Collection entries:

=======

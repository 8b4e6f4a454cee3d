//! Declarative request validation.
//!
//! Endpoints describe their inputs as an ordered list of [`Rule`]s built with
//! [`FieldRules`]. One runner, [`RuleSet::apply`], evaluates every rule against
//! a [`RequestInput`], normalizing values in place and collecting every failed
//! assertion instead of stopping at the first one.

use std::borrow::Cow;
use std::sync::LazyLock;

use regex::Regex;
use serde::Serialize;
use serde_json::{Map, Value};
use uuid::Uuid;

pub static HEX_COLOR: LazyLock<Regex> =
    LazyLock::new(|| Regex::new(r"^#[0-9A-Fa-f]{6}$").expect("hex color pattern"));

pub static USERNAME: LazyLock<Regex> =
    LazyLock::new(|| Regex::new(r"^[a-zA-Z0-9_]+$").expect("username pattern"));

static EMAIL: LazyLock<Regex> = LazyLock::new(|| {
    Regex::new(r"^[^\s@]+@[^\s@]+\.[^\s@.]{2,}$").expect("email pattern")
});

/// Where in the request a field lives.
#[derive(Debug, Clone, Copy, PartialEq, Eq)]
pub enum Source {
    Body,
    Param,
    Query,
}

impl Source {
    pub fn as_str(&self) -> &'static str {
        match self {
            Source::Body => "body",
            Source::Param => "params",
            Source::Query => "query",
        }
    }
}

/// The parts of a request that rules can inspect.
#[derive(Debug, Clone, PartialEq)]
pub struct RequestInput {
    pub params: Map<String, Value>,
    pub query: Map<String, Value>,
    pub body: Value,
}

impl Default for RequestInput {
    fn default() -> Self {
        Self {
            params: Map::new(),
            query: Map::new(),
            body: Value::Object(Map::new()),
        }
    }
}

impl RequestInput {
    fn get(&self, source: Source, field: &str) -> Option<&Value> {
        match source {
            Source::Body => self.body.get(field),
            Source::Param => self.params.get(field),
            Source::Query => self.query.get(field),
        }
    }

    fn get_mut(&mut self, source: Source, field: &str) -> Option<&mut Value> {
        match source {
            Source::Body => self.body.get_mut(field),
            Source::Param => self.params.get_mut(field),
            Source::Query => self.query.get_mut(field),
        }
    }
}

/// A single assertion over one field value.
#[derive(Debug, Clone)]
pub enum Predicate {
    NotEmpty,
    Length { min: usize, max: Option<usize> },
    IsArray,
    OneOf(&'static [&'static str]),
    Matches(Regex),
    Email,
    Uuid,
}

/// Scalars are compared as text; anything else has no text form.
fn as_text(value: Option<&Value>) -> Option<Cow<'_, str>> {
    match value {
        None | Some(Value::Null) => Some(Cow::Borrowed("")),
        Some(Value::String(s)) => Some(Cow::Borrowed(s.as_str())),
        Some(Value::Number(n)) => Some(Cow::Owned(n.to_string())),
        Some(Value::Bool(b)) => Some(Cow::Owned(b.to_string())),
        Some(Value::Array(_) | Value::Object(_)) => None,
    }
}

impl Predicate {
    pub fn holds(&self, value: Option<&Value>) -> bool {
        if let Predicate::IsArray = self {
            return matches!(value, Some(Value::Array(_)));
        }

        let Some(text) = as_text(value) else {
            return false;
        };

        match self {
            Predicate::NotEmpty => !text.is_empty(),
            Predicate::Length { min, max } => {
                let len = text.chars().count();
                len >= *min && max.is_none_or(|max| len <= max)
            }
            Predicate::OneOf(allowed) => allowed.contains(&text.as_ref()),
            Predicate::Matches(re) => re.is_match(&text),
            Predicate::Email => EMAIL.is_match(&text),
            Predicate::Uuid => Uuid::parse_str(&text).is_ok(),
            Predicate::IsArray => unreachable!("handled above"),
        }
    }
}

/// What a rule does to its field.
#[derive(Debug, Clone)]
pub enum Step {
    /// Strip surrounding whitespace from string values.
    Trim,
    /// Record `message` when `predicate` does not hold.
    Check {
        predicate: Predicate,
        message: Cow<'static, str>,
    },
}

/// One rule descriptor: a field, where to find it, and one step.
#[derive(Debug, Clone)]
pub struct Rule {
    pub source: Source,
    pub field: &'static str,
    pub optional: bool,
    pub step: Step,
}

/// A failed assertion, reported back to the caller.
#[derive(Debug, Clone, PartialEq, Eq, Serialize)]
pub struct FieldError {
    pub field: String,
    pub location: &'static str,
    pub message: String,
}

/// Builder for the rule chain of a single field.
#[derive(Debug, Clone)]
pub struct FieldRules {
    source: Source,
    field: &'static str,
    optional: bool,
    steps: Vec<Step>,
}

impl FieldRules {
    pub fn new(source: Source, field: &'static str) -> Self {
        Self {
            source,
            field,
            optional: false,
            steps: Vec::new(),
        }
    }

    pub fn body(field: &'static str) -> Self {
        Self::new(Source::Body, field)
    }

    pub fn param(field: &'static str) -> Self {
        Self::new(Source::Param, field)
    }

    pub fn query(field: &'static str) -> Self {
        Self::new(Source::Query, field)
    }

    /// Skip the whole chain when the field is absent or null.
    pub fn optional(mut self) -> Self {
        self.optional = true;
        self
    }

    pub fn trim(mut self) -> Self {
        self.steps.push(Step::Trim);
        self
    }

    pub fn check(mut self, predicate: Predicate, message: impl Into<Cow<'static, str>>) -> Self {
        self.steps.push(Step::Check {
            predicate,
            message: message.into(),
        });
        self
    }

    pub fn not_empty(self, message: impl Into<Cow<'static, str>>) -> Self {
        self.check(Predicate::NotEmpty, message)
    }

    pub fn length(
        self,
        min: usize,
        max: Option<usize>,
        message: impl Into<Cow<'static, str>>,
    ) -> Self {
        self.check(Predicate::Length { min, max }, message)
    }

    pub fn is_array(self, message: impl Into<Cow<'static, str>>) -> Self {
        self.check(Predicate::IsArray, message)
    }

    pub fn one_of(
        self,
        allowed: &'static [&'static str],
        message: impl Into<Cow<'static, str>>,
    ) -> Self {
        self.check(Predicate::OneOf(allowed), message)
    }

    pub fn matches(self, pattern: &Regex, message: impl Into<Cow<'static, str>>) -> Self {
        self.check(Predicate::Matches(pattern.clone()), message)
    }

    pub fn email(self, message: impl Into<Cow<'static, str>>) -> Self {
        self.check(Predicate::Email, message)
    }

    pub fn uuid(self, message: impl Into<Cow<'static, str>>) -> Self {
        self.check(Predicate::Uuid, message)
    }

    fn into_rules(self) -> impl Iterator<Item = Rule> {
        let (source, field, optional) = (self.source, self.field, self.optional);
        self.steps.into_iter().map(move |step| Rule {
            source,
            field,
            optional,
            step,
        })
    }
}

/// The ordered rules guarding one endpoint.
#[derive(Debug, Clone, Default)]
pub struct RuleSet {
    rules: Vec<Rule>,
}

impl RuleSet {
    pub fn new(fields: impl IntoIterator<Item = FieldRules>) -> Self {
        Self {
            rules: fields.into_iter().flat_map(FieldRules::into_rules).collect(),
        }
    }

    /// Run every rule in order against `input`.
    ///
    /// Trim steps rewrite string values in place. All failed checks are
    /// returned together; an empty rule set always succeeds.
    pub fn apply(&self, input: &mut RequestInput) -> Result<(), Vec<FieldError>> {
        let mut errors = Vec::new();

        for rule in &self.rules {
            let present = !matches!(
                input.get(rule.source, rule.field),
                None | Some(Value::Null)
            );
            if rule.optional && !present {
                continue;
            }

            match &rule.step {
                Step::Trim => {
                    if let Some(Value::String(s)) = input.get_mut(rule.source, rule.field) {
                        let trimmed = s.trim();
                        if trimmed.len() != s.len() {
                            *s = trimmed.to_string();
                        }
                    }
                }
                Step::Check { predicate, message } => {
                    if !predicate.holds(input.get(rule.source, rule.field)) {
                        errors.push(FieldError {
                            field: rule.field.to_string(),
                            location: rule.source.as_str(),
                            message: message.to_string(),
                        });
                    }
                }
            }
        }

        if errors.is_empty() {
            Ok(())
        } else {
            Err(errors)
        }
    }
}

=======

▸ Task requirements: Lines after the one containing "every rule against" are left out; every line from the start of the entries through that line is restated word for word.

▸ Answer to this exercise:
repository 8b4e6f4a454cee3d
//! Declarative request validation.
//!
//! Endpoints describe their inputs as an ordered list of [`Rule`]s built with
//! [`FieldRules`]. One runner, [`RuleSet::apply`], evaluates every rule against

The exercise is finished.